* What the task requires *
Give every line from the entries that contains "between".

* Data supplied *
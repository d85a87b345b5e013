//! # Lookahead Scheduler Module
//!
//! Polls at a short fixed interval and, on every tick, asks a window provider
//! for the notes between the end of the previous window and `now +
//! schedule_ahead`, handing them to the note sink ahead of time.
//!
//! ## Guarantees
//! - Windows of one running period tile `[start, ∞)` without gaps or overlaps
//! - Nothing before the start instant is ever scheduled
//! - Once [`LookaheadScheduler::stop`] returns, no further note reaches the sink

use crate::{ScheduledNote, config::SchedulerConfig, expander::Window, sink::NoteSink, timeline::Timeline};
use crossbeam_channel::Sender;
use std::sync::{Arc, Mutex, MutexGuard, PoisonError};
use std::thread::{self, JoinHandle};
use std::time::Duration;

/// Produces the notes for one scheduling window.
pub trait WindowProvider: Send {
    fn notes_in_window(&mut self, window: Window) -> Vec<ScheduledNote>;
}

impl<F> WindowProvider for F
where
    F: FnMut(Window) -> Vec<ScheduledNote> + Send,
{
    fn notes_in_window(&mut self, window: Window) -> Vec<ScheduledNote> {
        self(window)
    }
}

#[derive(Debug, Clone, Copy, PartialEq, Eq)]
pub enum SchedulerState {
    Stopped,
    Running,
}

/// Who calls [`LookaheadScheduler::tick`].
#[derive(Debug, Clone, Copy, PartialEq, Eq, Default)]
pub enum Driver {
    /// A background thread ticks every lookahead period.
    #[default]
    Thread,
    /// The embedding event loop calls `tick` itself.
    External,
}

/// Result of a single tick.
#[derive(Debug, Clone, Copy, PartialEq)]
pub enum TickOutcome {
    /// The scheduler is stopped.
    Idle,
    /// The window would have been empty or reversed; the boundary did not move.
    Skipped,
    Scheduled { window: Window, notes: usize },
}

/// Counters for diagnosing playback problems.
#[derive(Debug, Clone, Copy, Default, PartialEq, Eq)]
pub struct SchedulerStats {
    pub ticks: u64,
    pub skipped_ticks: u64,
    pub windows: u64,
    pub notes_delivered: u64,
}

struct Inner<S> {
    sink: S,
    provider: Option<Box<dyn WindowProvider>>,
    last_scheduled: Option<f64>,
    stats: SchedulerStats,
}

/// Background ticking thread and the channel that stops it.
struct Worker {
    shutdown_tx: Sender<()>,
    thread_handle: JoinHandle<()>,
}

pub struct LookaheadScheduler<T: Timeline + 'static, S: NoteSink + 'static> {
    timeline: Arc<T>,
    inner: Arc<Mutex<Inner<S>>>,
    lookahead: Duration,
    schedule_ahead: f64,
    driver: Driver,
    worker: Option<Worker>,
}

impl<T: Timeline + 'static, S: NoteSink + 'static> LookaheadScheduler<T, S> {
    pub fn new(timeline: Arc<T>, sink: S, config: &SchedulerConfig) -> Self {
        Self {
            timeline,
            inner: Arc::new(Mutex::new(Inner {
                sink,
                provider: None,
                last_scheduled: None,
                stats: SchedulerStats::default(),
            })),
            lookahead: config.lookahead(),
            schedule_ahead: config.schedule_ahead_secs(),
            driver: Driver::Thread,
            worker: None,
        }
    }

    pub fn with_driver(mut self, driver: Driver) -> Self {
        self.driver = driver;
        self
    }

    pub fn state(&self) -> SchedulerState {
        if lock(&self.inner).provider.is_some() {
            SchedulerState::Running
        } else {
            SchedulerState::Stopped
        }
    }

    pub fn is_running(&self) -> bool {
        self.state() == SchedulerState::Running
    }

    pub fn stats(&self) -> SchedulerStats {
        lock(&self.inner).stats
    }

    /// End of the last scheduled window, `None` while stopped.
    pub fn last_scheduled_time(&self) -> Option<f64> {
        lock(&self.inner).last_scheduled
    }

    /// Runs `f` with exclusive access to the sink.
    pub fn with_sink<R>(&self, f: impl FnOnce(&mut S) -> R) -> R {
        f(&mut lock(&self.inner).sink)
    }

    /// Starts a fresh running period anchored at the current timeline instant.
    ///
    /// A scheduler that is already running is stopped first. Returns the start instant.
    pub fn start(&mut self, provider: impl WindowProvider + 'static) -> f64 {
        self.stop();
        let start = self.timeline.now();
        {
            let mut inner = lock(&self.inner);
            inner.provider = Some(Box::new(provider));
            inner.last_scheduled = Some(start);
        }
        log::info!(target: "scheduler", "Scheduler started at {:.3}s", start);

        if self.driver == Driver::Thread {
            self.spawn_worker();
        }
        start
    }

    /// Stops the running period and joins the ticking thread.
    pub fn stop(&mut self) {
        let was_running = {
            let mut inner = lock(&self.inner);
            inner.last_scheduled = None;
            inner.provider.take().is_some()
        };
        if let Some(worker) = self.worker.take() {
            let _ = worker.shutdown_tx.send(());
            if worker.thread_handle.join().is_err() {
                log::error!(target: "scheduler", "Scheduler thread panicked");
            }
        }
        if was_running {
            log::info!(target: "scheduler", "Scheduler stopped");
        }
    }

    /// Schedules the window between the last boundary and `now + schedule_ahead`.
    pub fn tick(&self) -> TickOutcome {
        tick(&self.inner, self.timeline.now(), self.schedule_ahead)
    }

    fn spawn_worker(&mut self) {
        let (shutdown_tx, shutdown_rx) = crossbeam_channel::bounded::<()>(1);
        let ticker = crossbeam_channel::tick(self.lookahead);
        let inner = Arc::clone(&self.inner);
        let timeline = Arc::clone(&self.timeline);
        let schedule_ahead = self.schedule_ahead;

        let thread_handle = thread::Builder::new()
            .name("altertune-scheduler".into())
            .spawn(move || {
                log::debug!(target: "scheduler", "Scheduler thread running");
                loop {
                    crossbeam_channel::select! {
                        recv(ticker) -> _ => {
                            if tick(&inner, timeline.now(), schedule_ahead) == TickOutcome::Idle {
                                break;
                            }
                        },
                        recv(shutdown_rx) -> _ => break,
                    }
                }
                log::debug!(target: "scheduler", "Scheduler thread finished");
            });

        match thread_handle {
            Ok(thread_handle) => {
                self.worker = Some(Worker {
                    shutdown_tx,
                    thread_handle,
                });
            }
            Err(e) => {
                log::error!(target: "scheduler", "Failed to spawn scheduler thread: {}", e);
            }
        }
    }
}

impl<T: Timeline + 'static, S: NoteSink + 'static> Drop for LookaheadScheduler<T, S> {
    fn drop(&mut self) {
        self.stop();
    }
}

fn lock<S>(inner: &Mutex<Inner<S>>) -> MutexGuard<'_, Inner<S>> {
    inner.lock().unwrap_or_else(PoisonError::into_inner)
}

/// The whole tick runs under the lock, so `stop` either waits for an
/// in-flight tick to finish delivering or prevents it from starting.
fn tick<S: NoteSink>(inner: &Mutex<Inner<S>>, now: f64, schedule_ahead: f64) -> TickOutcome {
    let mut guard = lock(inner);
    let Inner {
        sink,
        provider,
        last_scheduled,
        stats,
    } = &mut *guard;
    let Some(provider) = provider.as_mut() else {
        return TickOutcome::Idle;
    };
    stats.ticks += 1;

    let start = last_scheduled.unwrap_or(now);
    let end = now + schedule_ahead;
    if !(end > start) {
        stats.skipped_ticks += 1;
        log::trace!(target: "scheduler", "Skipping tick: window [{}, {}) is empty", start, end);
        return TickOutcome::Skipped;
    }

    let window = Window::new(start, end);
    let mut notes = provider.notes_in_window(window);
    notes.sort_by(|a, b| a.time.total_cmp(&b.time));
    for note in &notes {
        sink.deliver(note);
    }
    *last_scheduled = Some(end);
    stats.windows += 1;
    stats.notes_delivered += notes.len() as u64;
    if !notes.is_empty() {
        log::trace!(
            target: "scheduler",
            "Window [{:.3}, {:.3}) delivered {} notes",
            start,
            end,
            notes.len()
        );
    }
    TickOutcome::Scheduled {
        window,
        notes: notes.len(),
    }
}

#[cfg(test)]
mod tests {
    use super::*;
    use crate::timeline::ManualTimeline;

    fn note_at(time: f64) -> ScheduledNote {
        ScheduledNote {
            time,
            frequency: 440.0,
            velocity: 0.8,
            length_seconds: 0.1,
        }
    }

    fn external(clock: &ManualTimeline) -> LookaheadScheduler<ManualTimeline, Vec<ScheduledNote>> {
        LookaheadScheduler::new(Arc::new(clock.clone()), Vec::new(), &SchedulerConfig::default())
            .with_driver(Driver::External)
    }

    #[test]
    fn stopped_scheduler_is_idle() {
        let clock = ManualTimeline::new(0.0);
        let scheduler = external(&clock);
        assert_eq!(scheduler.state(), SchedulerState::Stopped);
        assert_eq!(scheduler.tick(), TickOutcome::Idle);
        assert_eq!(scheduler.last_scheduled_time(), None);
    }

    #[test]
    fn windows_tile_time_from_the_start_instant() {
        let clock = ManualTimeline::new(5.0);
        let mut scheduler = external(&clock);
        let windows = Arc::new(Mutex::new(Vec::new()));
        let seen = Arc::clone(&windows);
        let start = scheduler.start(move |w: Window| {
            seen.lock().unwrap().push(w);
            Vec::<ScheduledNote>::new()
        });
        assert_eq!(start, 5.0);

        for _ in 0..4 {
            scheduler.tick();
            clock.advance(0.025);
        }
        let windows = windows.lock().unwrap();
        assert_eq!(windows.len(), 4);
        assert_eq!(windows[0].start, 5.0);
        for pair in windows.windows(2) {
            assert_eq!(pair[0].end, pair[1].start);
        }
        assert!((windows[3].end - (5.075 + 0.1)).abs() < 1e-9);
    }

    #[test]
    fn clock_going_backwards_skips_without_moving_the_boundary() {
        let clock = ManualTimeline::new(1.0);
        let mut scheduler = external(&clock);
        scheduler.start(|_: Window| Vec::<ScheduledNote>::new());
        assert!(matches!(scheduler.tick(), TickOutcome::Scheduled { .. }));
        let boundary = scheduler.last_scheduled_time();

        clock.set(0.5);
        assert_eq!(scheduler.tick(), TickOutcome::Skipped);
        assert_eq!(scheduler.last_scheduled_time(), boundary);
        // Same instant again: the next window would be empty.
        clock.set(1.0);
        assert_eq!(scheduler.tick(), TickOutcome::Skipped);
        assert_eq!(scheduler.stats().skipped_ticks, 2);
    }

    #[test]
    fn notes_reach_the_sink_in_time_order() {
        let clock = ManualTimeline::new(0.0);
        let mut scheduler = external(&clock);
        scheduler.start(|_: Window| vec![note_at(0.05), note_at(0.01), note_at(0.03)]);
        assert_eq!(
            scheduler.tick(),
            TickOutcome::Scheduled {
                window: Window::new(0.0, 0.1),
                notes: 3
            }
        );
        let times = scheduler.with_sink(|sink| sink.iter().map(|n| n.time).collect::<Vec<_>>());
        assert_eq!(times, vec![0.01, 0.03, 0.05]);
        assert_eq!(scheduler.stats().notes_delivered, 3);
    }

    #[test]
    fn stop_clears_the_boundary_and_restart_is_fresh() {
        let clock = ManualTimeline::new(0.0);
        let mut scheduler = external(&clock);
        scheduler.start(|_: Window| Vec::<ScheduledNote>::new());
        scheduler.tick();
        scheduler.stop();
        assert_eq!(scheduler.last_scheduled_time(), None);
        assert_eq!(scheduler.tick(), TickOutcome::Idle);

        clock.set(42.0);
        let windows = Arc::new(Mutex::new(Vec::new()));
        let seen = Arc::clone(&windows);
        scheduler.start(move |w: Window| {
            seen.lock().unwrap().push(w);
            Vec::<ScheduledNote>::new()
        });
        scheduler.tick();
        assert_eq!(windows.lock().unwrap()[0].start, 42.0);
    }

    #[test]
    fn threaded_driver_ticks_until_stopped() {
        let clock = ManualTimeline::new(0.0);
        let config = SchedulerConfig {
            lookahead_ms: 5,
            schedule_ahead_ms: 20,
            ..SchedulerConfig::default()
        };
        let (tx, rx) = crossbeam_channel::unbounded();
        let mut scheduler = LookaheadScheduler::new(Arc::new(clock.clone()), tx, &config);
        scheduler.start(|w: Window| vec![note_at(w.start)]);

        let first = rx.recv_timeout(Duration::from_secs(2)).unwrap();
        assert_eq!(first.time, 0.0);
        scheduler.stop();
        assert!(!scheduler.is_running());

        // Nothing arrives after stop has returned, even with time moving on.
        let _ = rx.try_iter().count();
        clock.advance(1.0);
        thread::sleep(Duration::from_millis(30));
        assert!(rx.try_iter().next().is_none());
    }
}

* Your solution *
//! for the notes between the end of the previous window and `now +
    /// Schedules the window between the last boundary and `now + schedule_ahead`.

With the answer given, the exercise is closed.